Toby Carroll Singh nació en Arizona, como habían planificado sus padres. Robert continuó trabajando a bordo de la lanzadera Tierra-Luna, ascendió al cargo de mecánico jefe e incluso rechazó una oportunidad de viajar a Marte porque no deseaba estar alejado de su hijo pequeño durante tantos meses.

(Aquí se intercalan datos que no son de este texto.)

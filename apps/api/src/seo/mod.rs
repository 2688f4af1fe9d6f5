// SEO analysis: pure metric computation plus the advisory side-table merge.

pub mod analysis;
pub mod handlers;
// All prompt constants for the draft generation pipeline.

/// System prompt for article generation.
pub const CONTENT_SYSTEM: &str = "You are an expert blog writer and SEO specialist.";

/// Article generation prompt template.
/// Replace: {topic}, {tone_directive}, {length_directive}, {audience},
///          {additional_instructions}
///
/// The labeled-section format below is a contract: `sections::parse_sections`
/// locates each label in order and slices the text between them. TITLE and
/// KEYWORDS are optional in the response; the other four are required.
pub const CONTENT_PROMPT_TEMPLATE: &str = r#"Create a comprehensive blog post about "{topic}" with the following specifications:
- Write in {tone_directive}
- Target length: {length_directive}
- Target audience: {audience}
- Include a compelling excerpt (max 160 characters)
- Structure the content with proper markdown headings (H2, H3)
- Include bullet points for key takeaways
- Optimize for SEO with relevant keywords
- Include a detailed meta description
- Suggest an image prompt that captures the essence of the post
{additional_instructions}

Format the response in this exact structure:
TITLE:
[SEO-optimized title here]

EXCERPT:
[excerpt here]

META_DESCRIPTION:
[meta description here]

IMAGE_PROMPT:
[image generation prompt here]

CONTENT:
[main content here]

KEYWORDS:
[comma-separated keywords here]"#;
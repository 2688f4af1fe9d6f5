use std::sync::Arc;

use sqlx::PgPool;

use crate::config::Config;
use crate::providers::{ImageGenerator, TextGenerator};

/// Shared application state injected into all route handlers via Axum extractors.
///
/// The generation providers are trait objects so tests (and alternative
/// vendors) can substitute a compliant backend without touching handler code.
/// In production both point at the same `OpenAiClient`.
#[derive(Clone)]
pub struct AppState {
    pub db: PgPool,
    pub text_gen: Arc<dyn TextGenerator>,
    pub image_gen: Arc<dyn ImageGenerator>,
    pub config: Config,
}
use anyhow::{Context, Result};

/// Application configuration loaded from environment variables.
/// Missing required variables are a fatal startup error, never a degraded mode.
#[derive(Debug, Clone)]
pub struct Config {
    pub database_url: String,
    pub openai_api_key: String,
    /// Base URL the public blog is served from. Used for sitemap entries.
    pub site_base_url: String,
    pub port: u16,
    pub rust_log: String,
}

impl Config {
    pub fn from_env() -> Result<Self> {
        dotenvy::dotenv().ok(); // load .env if present; ignore if missing

        Ok(Config {
            database_url: require_env("DATABASE_URL")?,
            openai_api_key: require_env("OPENAI_API_KEY")?,
            site_base_url: std::env::var("SITE_BASE_URL")
                .unwrap_or_else(|_| "https://fluently.example.com".to_string()),
            port: std::env::var("PORT")
                .unwrap_or_else(|_| "8080".to_string())
                .parse::<u16>()
                .context("PORT must be a valid port number")?,
            rust_log: std::env::var("RUST_LOG").unwrap_or_else(|_| "info".to_string()),
        })
    }
}

fn require_env(key: &str) -> Result<String> {
    std::env::var(key).with_context(|| format!("Required environment variable '{key}' is not set"))
}
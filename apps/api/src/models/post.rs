use chrono::{DateTime, Utc};
use serde::{Deserialize, Serialize};
use serde_json::Value;
use sqlx::FromRow;
use uuid::Uuid;

/// A row of the posts table — the central entity.
///
/// `status` is stored as text and constrained to "draft"/"published" by the
/// schema; `posts::lifecycle::PostStatus` is the typed view at the API edge.
#[derive(Debug, Clone, Serialize, Deserialize, FromRow)]
pub struct PostRow {
    pub id: Uuid,
    pub slug: String,
    pub title: String,
    pub content: String,
    pub excerpt: Option<String>,
    pub featured_image: Option<String>,
    pub meta_title: Option<String>,
    pub meta_description: Option<String>,
    pub meta_keywords: Option<Vec<String>>,
    pub seo_score: Option<i32>,
    pub readability_score: Option<i32>,
    pub keyword_density: Option<f64>,
    pub reading_time: Option<i32>,
    pub status: String,
    pub scheduled_for: Option<DateTime<Utc>>,
    pub published_at: Option<DateTime<Utc>>,
    pub category_id: Option<Uuid>,
    pub author_id: Option<Uuid>,
    pub created_at: DateTime<Utc>,
    pub updated_at: DateTime<Utc>,
}

/// A row of the seo_analysis side table — advisory, recomputable, keyed by
/// post. Never authoritative for anything on the post itself.
#[derive(Debug, Clone, Serialize, Deserialize, FromRow)]
pub struct SeoAnalysisRow {
    pub id: Uuid,
    pub post_id: Uuid,
    pub readability_score: Option<i32>,
    pub internal_links_count: Option<i32>,
    pub external_links_count: Option<i32>,
    pub keyword_density: Option<f64>,
    pub suggestions: Option<Value>,
    pub analyzed_at: Option<DateTime<Utc>>,
}

/// Compact projection used by related-post lookups and public listings.
#[derive(Debug, Clone, Serialize, Deserialize, FromRow)]
pub struct PostSummary {
    pub id: Uuid,
    pub slug: String,
    pub title: String,
    pub excerpt: Option<String>,
    pub featured_image: Option<String>,
    pub published_at: Option<DateTime<Utc>>,
}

Freyda permaneció en la Tierra; de hecho, rara vez salió de la Comunidad Americana. Aunque había renunciado a los viajes de campo, pudo continuar sus investigaciones sin problemas y de forma considerablemente más cómoda a través de los bancos de datos y de las comunicaciones por satélite. Para entonces, hacía ya tiempo que se decía que la geología había dejado de ser una profesión para hombres de acción desde que los algoritmos de procesamiento de imágenes habían reemplazado a las piquetas.
Toby tenía tres años cuando sus padres decidieron que no bastaba con los amistosos robots como compañeros de juegos. El complemento obvio era un perro, y casi se habían decidido por un terrier escocés mutado (con un CI canino de 120 garantizado) cuando salió al mercado la primera camada de minitigres.
El tigre de Bengala era el más hermoso de todos los grandes felinos… y quizá de todos los mamíferos. Sin embargo, a principios del siglo XXI se había extinguido en su hábitat natural, poco antes de que el propio hábitat desapareciera también. A pesar de ello, varios cientos de aquellas espléndidas criaturas llevaban todavía una plácida existencia en zoológicos y reservas. Además, se disponía de la secuencia completa del ADN de cada uno de ellos, de modo que, si alguno moría, sería una tarea bastante sencilla recrearlo.
Tigresa era un subproducto de tales manipulaciones genéticas. Era un ejemplo perfecto de su especie hasta en el menor detalle, pero apenas alcanzaría treinta kilos de peso cuando fuera adulta. Su carácter —también sometido a un minucioso proceso de ingeniería genética— era el de un gato afectuoso y juguetón. Singh no se cansaba nunca de observarla cuando acechaba a los pequeños robots de la limpieza, a los que evidentemente consideraba animales que debían ser investigados con mucha cautela, pues su aroma no aparecía en su memoria de especie. Los robots, por su parte, no sabían qué hacer con ella. A veces, cuando Tigresa dormía, la confundían con una alfombra e intentaban pasarle el aspirador, con resultados divertidos.
Tales ocasiones no se presentaban a menudo, pues la minitigresa solía dormir en la cama de Toby. Freyda había puesto reparos a ello por razones higiénicas, hasta que observó que el animal dedicaba mucho más tiempo a acicalarse del que su hijo pasaba en contacto con el agua y el jabón. Si se producía algún contagio, no sería en la dirección que ella temía.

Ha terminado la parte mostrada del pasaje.